Grund ist (fast) ausschließlich der Krieg zwischen Russland und der Ukraine. In beiden Ländern habe deutsche Unternehmen vor allem aus der Autoindustrie eigene Werke aufgebaut oder beziehen strategische Teile wie z.B. Kabelbäume – Lohnkosten dort Euro 2,00 je Stunde – , für die es keine kurzfristigen Bezugsalternativen gibt. Die gesamte Autobranche meldet inzwischen Materialmangel und Produktionseinschränkungen wegen des Ukraine-Krieges.

Beliebige Presse Schlagzeilen sprechen Bände, so:

Zwar wurden die deutschen Autohersteller bereits 2021 unverhofft mit Produktionsausfällen aufgrund des weltweiten Mangels an Speicherchips konfrontiert. Es gelang ihnen jedoch lange Zeit durch interne Produktionsumstellungen auf höherwertige Modelle und Rückgriff auf übervolle Lagerbestände zu Beginn die Chipkrise gekonnt zu überbrücken und gleichzeitig noch Rekordergebnisse einzufahren. 

Sie hatten also Gelegenheit zu improvisieren. Dies wird diesmal jedoch nicht gelingen, 2022 werden sie von den Kriegsfolgen voll getroffen. Aktuell werden bei allen Herstellern wegen fehlender Teile aus dem Kriegsgebiet ganze Werke stillgelegt wie bei BMW in Dingolfing, oder Schichten gestrichen wie bei VW in Wolfsburg, Dresden oder Zwickau. Mercedes und sogar Toyota stoppen ebenfalls die Produktion.

Negative Folgen sind unausweichlich. Mit dem Produzierende Gewerbe ist der Motor der deutschen Wirtschaft voll vom Ukrainekrieg getroffen. Zwar entfällt lediglich noch 23,5 vH des Bruttoinlandsproduktes, mit dem Wachstum gemessen wird, auf die Industrie. Der Anteil der Schlüsselbranchen, Autoindustrie, Maschinenbau und Chemie +Pharmazie daran beträgt aber rd 60 vH, sie tragen also im Primär-Effekt gut 10 Prozentpunkte zur inländischen BIP-Wertschöpfung bei. Kommt es als Beispiel in diesen Schlüsselbranchen wegen Materialmangel – z.B. bei Speicherchips oder  Kabelbäumen und anderen strategischen Zulieferteilen  aus dem Kriegsgebiet –  zu Produktionseinbrüchen bis zu 10 Prozent, ist ein Wachstumsverlust von 1 Prozentpunkt vorprogrammiert und auf die Schnelle unvermeidlich.  Den Rest besorgen  sich selbst erfüllende negative und pessimistische Zukunftserwartungen der Investoren und Konsumenten in Form von Invest- und Kaufzurückhaltung.
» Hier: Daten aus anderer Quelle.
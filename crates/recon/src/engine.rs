use std::collections::{BTreeMap, BTreeSet, HashMap};

use log::{debug, info};

use crate::config::{PoolBasis, ReconConfig};
use crate::error::ReconError;
use crate::model::{ComparisonRow, OfficeLabel, OfficeMonthlyBonus, ReconInput, Reconciliation};

/// Reconcile extracted records: cross-check, join, then redistribute the
/// margin pool per office. Returns rows sorted by (year, month, office).
pub fn run(config: &ReconConfig, input: &ReconInput) -> Result<Reconciliation, ReconError> {
    check_common_offices(input)?;

    let bonus_index = index_bonuses(&input.bonuses);
    let mut rows: Vec<ComparisonRow> = input
        .objectives
        .iter()
        .map(|obj| {
            let bonus = bonus_index.get(&(obj.office.as_str(), obj.month));
            let collection_ratio = collection_ratio(obj.collected, obj.production);
            ComparisonRow {
                year: obj.year,
                month: obj.month,
                office: obj.office.clone(),
                production: obj.production,
                billed: obj.billed,
                collected: obj.collected,
                margin: input.margins.get(obj.month),
                collection_ratio,
                k: collection_ratio.map(|ratio| config.tier_coefficient(ratio)),
                addon: bonus.map(|b| b.addon).unwrap_or(0.0),
                legacy_core: bonus.map(|b| b.legacy_core).unwrap_or(0.0),
                new_base: 0.0,
                new_premium: 0.0,
                delta: 0.0,
            }
        })
        .collect();

    // Second pass: every office needs all of its rows at once
    let mut by_office: BTreeMap<String, Vec<usize>> = BTreeMap::new();
    for (i, row) in rows.iter().enumerate() {
        by_office.entry(row.office.clone()).or_default().push(i);
    }
    for (office, indices) in &by_office {
        redistribute(config, office, &mut rows, indices);
    }

    rows.sort_by(|a, b| {
        (a.year, a.month, a.office.as_str()).cmp(&(b.year, b.month, b.office.as_str()))
    });

    let bonus_offices: BTreeSet<&str> = input.bonuses.iter().map(|b| b.office.as_str()).collect();
    let offices_without_bonus: Vec<String> = by_office
        .keys()
        .filter(|office| !bonus_offices.contains(office.as_str()))
        .cloned()
        .collect();

    let label = match by_office.keys().next() {
        Some(office) if by_office.len() == 1 => OfficeLabel::Single(office.clone()),
        _ => OfficeLabel::Multi,
    };

    info!(
        "reconciled {} row(s) across {} office(s), {} without bonus data",
        rows.len(),
        by_office.len(),
        offices_without_bonus.len()
    );

    Ok(Reconciliation { rows, label, offices_without_bonus })
}

/// `collected / production`, clamped to [0, 1]. `None` when there is no
/// production to divide by; zero collection is a different thing.
pub fn collection_ratio(collected: f64, production: f64) -> Option<f64> {
    if production == 0.0 || !production.is_finite() {
        return None;
    }
    let ratio = collected / production;
    ratio.is_finite().then(|| ratio.clamp(0.0, 1.0))
}

/// Fail when bonus and objective data describe disjoint sets of offices.
fn check_common_offices(input: &ReconInput) -> Result<(), ReconError> {
    let bonus: BTreeSet<&str> = input.bonuses.iter().map(|b| b.office.as_str()).collect();
    let objective: BTreeSet<&str> = input.objectives.iter().map(|o| o.office.as_str()).collect();

    let common = bonus.intersection(&objective).count();
    debug!(
        "offices: {} in bonus data, {} in objective data, {common} in common",
        bonus.len(),
        objective.len()
    );

    if common == 0 {
        return Err(ReconError::IncoherentInputs {
            bonus_offices: bonus.into_iter().map(String::from).collect(),
            objective_offices: objective.into_iter().map(String::from).collect(),
        });
    }
    Ok(())
}

/// Index bonus records by (office, month). A repeated key keeps the last
/// record, matching a top-to-bottom read of the report.
fn index_bonuses(bonuses: &[OfficeMonthlyBonus]) -> HashMap<(&str, u32), &OfficeMonthlyBonus> {
    let mut index = HashMap::with_capacity(bonuses.len());
    for bonus in bonuses {
        if index.insert((bonus.office.as_str(), bonus.month), bonus).is_some() {
            debug!("duplicate bonus record for {} month {}, keeping the last", bonus.office, bonus.month);
        }
    }
    index
}

/// Share the office's pool across its months in proportion to positive
/// margins, then apply K and compute the delta.
fn redistribute(config: &ReconConfig, office: &str, rows: &mut [ComparisonRow], indices: &[usize]) {
    let finite_margin = |row: &ComparisonRow| row.margin.filter(|m| m.is_finite());

    let margin_total: f64 = indices.iter().filter_map(|&i| finite_margin(&rows[i])).sum();
    let positive_sum: f64 = indices
        .iter()
        .filter_map(|&i| finite_margin(&rows[i]))
        .filter(|&m| m > 0.0)
        .sum();
    // A net loss leaves nothing to share out
    let basis = match config.pool_basis {
        PoolBasis::PositiveMargin => positive_sum,
        PoolBasis::NetMargin => margin_total.max(0.0),
    };
    let target = config.pool_rate * basis;

    debug!("{office}: margin total {margin_total:.2}, pool {target:.2}, positive sum {positive_sum:.2}");

    for &i in indices {
        let margin = finite_margin(&rows[i]);
        let row = &mut rows[i];
        row.new_base = match margin {
            Some(m) if positive_sum > 0.0 && m > 0.0 => target * (m / positive_sum),
            _ => 0.0,
        };
        let k = row.k.filter(|k| k.is_finite()).unwrap_or(0.0);
        row.new_premium = row.new_base * k;
        row.delta = row.new_premium - row.legacy_core;
    }
}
Als Folge dieser Abwärtsspirale von Produktions- und Nachfrageausfällen auf der Endstufe auf die nachfolgende Wertschöpfungskette ist eine „technische“ Rezession unvermeidlich. 

Die Gefahr ist da. Der akute Materialmangel aus politischen Gründen sowie sich rapide verschlechternde Erwartungen treffen die deutsche Schlüsselbranche Automobilindustrie besonders schmerzhaft, Hier hat der nicht enden wollende Versorgungsengpass bei Speicherchips – inzwischen wurde die Normalisierung von Experten ins Jahr 2023 verschoben – bereits im letzten Quartal 2021 mehr und mehr zu Produktionseinschränkungen führte. Angesichts geräumter Auto-Läger und fehlender Teile mussten inzwischen sogar Aufträge zurückgewiesen werden.  Auch der Corona-Erholung im Maschinenbau droht aufgrund der Rezession in wichtigen Abnehmerbrachen ein vorzeitiger Abbruch. Und die rasante Verteuerung von Energie wie Erdgas und Kohle schlägt voll in den Grundstoffindustrien und beim privaten Verbraucher und damit auch bei den restlichen bei zwei Drittel des Sozialprodukts zu Buche.

Die nüchterne Erkenntnis ist, wie kürzlich in der Süddeutschen Zeitung zu lesen: „Wirtschaft kann nicht unpolitisch sein, sie ist immer auch ein Teil der Politik“.